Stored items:
Content starts
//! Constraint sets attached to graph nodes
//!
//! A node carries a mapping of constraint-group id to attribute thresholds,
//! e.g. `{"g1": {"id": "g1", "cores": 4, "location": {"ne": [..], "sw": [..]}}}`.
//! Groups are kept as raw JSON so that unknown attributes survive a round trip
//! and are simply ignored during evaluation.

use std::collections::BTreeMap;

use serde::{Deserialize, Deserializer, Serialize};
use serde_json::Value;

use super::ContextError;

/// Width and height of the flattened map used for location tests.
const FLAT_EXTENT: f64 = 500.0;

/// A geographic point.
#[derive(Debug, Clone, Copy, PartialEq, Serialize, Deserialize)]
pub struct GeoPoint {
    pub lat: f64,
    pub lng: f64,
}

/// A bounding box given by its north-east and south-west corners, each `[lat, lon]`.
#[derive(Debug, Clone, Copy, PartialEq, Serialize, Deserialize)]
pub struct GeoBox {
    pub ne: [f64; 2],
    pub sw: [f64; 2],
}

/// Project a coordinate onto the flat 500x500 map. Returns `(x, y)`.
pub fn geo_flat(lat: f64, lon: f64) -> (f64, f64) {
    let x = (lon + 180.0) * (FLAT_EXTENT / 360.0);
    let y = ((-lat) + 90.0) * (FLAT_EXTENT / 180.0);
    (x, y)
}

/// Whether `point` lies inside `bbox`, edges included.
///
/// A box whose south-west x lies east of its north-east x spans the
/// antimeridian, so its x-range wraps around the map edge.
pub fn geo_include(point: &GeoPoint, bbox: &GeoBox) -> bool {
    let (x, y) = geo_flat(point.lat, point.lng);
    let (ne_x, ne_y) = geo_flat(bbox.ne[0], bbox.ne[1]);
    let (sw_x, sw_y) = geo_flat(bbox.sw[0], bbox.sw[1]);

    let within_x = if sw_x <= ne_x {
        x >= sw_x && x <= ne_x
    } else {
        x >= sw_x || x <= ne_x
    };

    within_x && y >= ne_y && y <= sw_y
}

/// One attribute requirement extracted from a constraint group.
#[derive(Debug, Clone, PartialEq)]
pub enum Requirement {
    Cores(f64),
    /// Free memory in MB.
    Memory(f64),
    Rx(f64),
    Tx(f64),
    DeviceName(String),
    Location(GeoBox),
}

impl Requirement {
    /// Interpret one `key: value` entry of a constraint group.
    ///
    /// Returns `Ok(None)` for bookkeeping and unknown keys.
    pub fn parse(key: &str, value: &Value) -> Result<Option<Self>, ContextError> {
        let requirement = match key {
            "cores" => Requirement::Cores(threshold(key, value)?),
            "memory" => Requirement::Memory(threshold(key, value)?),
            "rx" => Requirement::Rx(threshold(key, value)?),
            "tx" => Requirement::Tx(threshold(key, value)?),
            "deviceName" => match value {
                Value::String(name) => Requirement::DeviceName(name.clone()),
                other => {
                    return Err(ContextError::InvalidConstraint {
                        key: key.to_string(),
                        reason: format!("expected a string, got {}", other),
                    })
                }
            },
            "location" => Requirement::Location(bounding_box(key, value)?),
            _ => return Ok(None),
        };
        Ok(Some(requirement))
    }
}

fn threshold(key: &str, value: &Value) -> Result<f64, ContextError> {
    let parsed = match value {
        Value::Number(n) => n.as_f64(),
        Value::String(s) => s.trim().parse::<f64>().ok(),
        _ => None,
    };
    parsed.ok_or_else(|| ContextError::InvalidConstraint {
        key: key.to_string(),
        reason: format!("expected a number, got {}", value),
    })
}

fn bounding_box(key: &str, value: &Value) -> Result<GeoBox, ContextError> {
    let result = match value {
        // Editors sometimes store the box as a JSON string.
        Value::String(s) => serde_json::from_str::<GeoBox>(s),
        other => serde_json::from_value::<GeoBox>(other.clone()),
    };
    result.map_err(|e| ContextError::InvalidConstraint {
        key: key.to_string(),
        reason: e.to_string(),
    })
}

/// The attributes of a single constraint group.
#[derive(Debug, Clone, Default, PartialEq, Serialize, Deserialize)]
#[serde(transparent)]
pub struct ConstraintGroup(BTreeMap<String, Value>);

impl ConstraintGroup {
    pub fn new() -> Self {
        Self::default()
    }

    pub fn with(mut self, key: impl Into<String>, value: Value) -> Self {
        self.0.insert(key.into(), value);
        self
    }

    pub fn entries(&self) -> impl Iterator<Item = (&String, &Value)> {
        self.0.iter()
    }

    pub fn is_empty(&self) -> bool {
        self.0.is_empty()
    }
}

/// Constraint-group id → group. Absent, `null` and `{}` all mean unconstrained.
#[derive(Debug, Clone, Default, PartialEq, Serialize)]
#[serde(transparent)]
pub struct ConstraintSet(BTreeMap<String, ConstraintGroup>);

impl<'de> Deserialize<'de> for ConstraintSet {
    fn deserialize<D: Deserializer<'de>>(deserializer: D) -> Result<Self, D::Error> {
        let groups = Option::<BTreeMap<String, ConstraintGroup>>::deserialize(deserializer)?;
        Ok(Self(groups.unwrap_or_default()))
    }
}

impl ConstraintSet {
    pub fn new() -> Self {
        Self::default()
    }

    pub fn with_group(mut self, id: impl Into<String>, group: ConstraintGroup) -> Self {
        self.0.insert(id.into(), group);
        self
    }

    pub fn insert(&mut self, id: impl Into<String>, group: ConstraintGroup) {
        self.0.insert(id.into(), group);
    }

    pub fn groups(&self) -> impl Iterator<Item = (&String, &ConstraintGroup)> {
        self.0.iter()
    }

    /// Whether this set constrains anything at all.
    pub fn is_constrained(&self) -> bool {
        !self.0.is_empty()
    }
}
Content ends
**What you need to do**
Would you mind giving all the records again exactly?

**Output of the exercise**
//! Constraint sets attached to graph nodes
//!
//! A node carries a mapping of constraint-group id to attribute thresholds,
//! e.g. `{"g1": {"id": "g1", "cores": 4, "location": {"ne": [..], "sw": [..]}}}`.
//! Groups are kept as raw JSON so that unknown attributes survive a round trip
//! and are simply ignored during evaluation.

use std::collections::BTreeMap;

use serde::{Deserialize, Deserializer, Serialize};
use serde_json::Value;

use super::ContextError;

/// Width and height of the flattened map used for location tests.
const FLAT_EXTENT: f64 = 500.0;

/// A geographic point.
#[derive(Debug, Clone, Copy, PartialEq, Serialize, Deserialize)]
pub struct GeoPoint {
    pub lat: f64,
    pub lng: f64,
}

/// A bounding box given by its north-east and south-west corners, each `[lat, lon]`.
#[derive(Debug, Clone, Copy, PartialEq, Serialize, Deserialize)]
pub struct GeoBox {
    pub ne: [f64; 2],
    pub sw: [f64; 2],
}

/// Project a coordinate onto the flat 500x500 map. Returns `(x, y)`.
pub fn geo_flat(lat: f64, lon: f64) -> (f64, f64) {
    let x = (lon + 180.0) * (FLAT_EXTENT / 360.0);
    let y = ((-lat) + 90.0) * (FLAT_EXTENT / 180.0);
    (x, y)
}

/// Whether `point` lies inside `bbox`, edges included.
///
/// A box whose south-west x lies east of its north-east x spans the
/// antimeridian, so its x-range wraps around the map edge.
pub fn geo_include(point: &GeoPoint, bbox: &GeoBox) -> bool {
    let (x, y) = geo_flat(point.lat, point.lng);
    let (ne_x, ne_y) = geo_flat(bbox.ne[0], bbox.ne[1]);
    let (sw_x, sw_y) = geo_flat(bbox.sw[0], bbox.sw[1]);

    let within_x = if sw_x <= ne_x {
        x >= sw_x && x <= ne_x
    } else {
        x >= sw_x || x <= ne_x
    };

    within_x && y >= ne_y && y <= sw_y
}

/// One attribute requirement extracted from a constraint group.
#[derive(Debug, Clone, PartialEq)]
pub enum Requirement {
    Cores(f64),
    /// Free memory in MB.
    Memory(f64),
    Rx(f64),
    Tx(f64),
    DeviceName(String),
    Location(GeoBox),
}

impl Requirement {
    /// Interpret one `key: value` entry of a constraint group.
    ///
    /// Returns `Ok(None)` for bookkeeping and unknown keys.
    pub fn parse(key: &str, value: &Value) -> Result<Option<Self>, ContextError> {
        let requirement = match key {
            "cores" => Requirement::Cores(threshold(key, value)?),
            "memory" => Requirement::Memory(threshold(key, value)?),
            "rx" => Requirement::Rx(threshold(key, value)?),
            "tx" => Requirement::Tx(threshold(key, value)?),
            "deviceName" => match value {
                Value::String(name) => Requirement::DeviceName(name.clone()),
                other => {
                    return Err(ContextError::InvalidConstraint {
                        key: key.to_string(),
                        reason: format!("expected a string, got {}", other),
                    })
                }
            },
            "location" => Requirement::Location(bounding_box(key, value)?),
            _ => return Ok(None),
        };
        Ok(Some(requirement))
    }
}

fn threshold(key: &str, value: &Value) -> Result<f64, ContextError> {
    let parsed = match value {
        Value::Number(n) => n.as_f64(),
        Value::String(s) => s.trim().parse::<f64>().ok(),
        _ => None,
    };
    parsed.ok_or_else(|| ContextError::InvalidConstraint {
        key: key.to_string(),
        reason: format!("expected a number, got {}", value),
    })
}

fn bounding_box(key: &str, value: &Value) -> Result<GeoBox, ContextError> {
    let result = match value {
        // Editors sometimes store the box as a JSON string.
        Value::String(s) => serde_json::from_str::<GeoBox>(s),
        other => serde_json::from_value::<GeoBox>(other.clone()),
    };
    result.map_err(|e| ContextError::InvalidConstraint {
        key: key.to_string(),
        reason: e.to_string(),
    })
}

/// The attributes of a single constraint group.
#[derive(Debug, Clone, Default, PartialEq, Serialize, Deserialize)]
#[serde(transparent)]
pub struct ConstraintGroup(BTreeMap<String, Value>);

impl ConstraintGroup {
    pub fn new() -> Self {
        Self::default()
    }

    pub fn with(mut self, key: impl Into<String>, value: Value) -> Self {
        self.0.insert(key.into(), value);
        self
    }

    pub fn entries(&self) -> impl Iterator<Item = (&String, &Value)> {
        self.0.iter()
    }

    pub fn is_empty(&self) -> bool {
        self.0.is_empty()
    }
}

/// Constraint-group id → group. Absent, `null` and `{}` all mean unconstrained.
#[derive(Debug, Clone, Default, PartialEq, Serialize)]
#[serde(transparent)]
pub struct ConstraintSet(BTreeMap<String, ConstraintGroup>);

impl<'de> Deserialize<'de> for ConstraintSet {
    fn deserialize<D: Deserializer<'de>>(deserializer: D) -> Result<Self, D::Error> {
        let groups = Option::<BTreeMap<String, ConstraintGroup>>::deserialize(deserializer)?;
        Ok(Self(groups.unwrap_or_default()))
    }
}

impl ConstraintSet {
    pub fn new() -> Self {
        Self::default()
    }

    pub fn with_group(mut self, id: impl Into<String>, group: ConstraintGroup) -> Self {
        self.0.insert(id.into(), group);
        self
    }

    pub fn insert(&mut self, id: impl Into<String>, group: ConstraintGroup) {
        self.0.insert(id.into(), group);
    }

    pub fn groups(&self) -> impl Iterator<Item = (&String, &ConstraintGroup)> {
        self.0.iter()
    }

    /// Whether this set constrains anything at all.
    pub fn is_constrained(&self) -> bool {
        !self.0.is_empty()
    }
}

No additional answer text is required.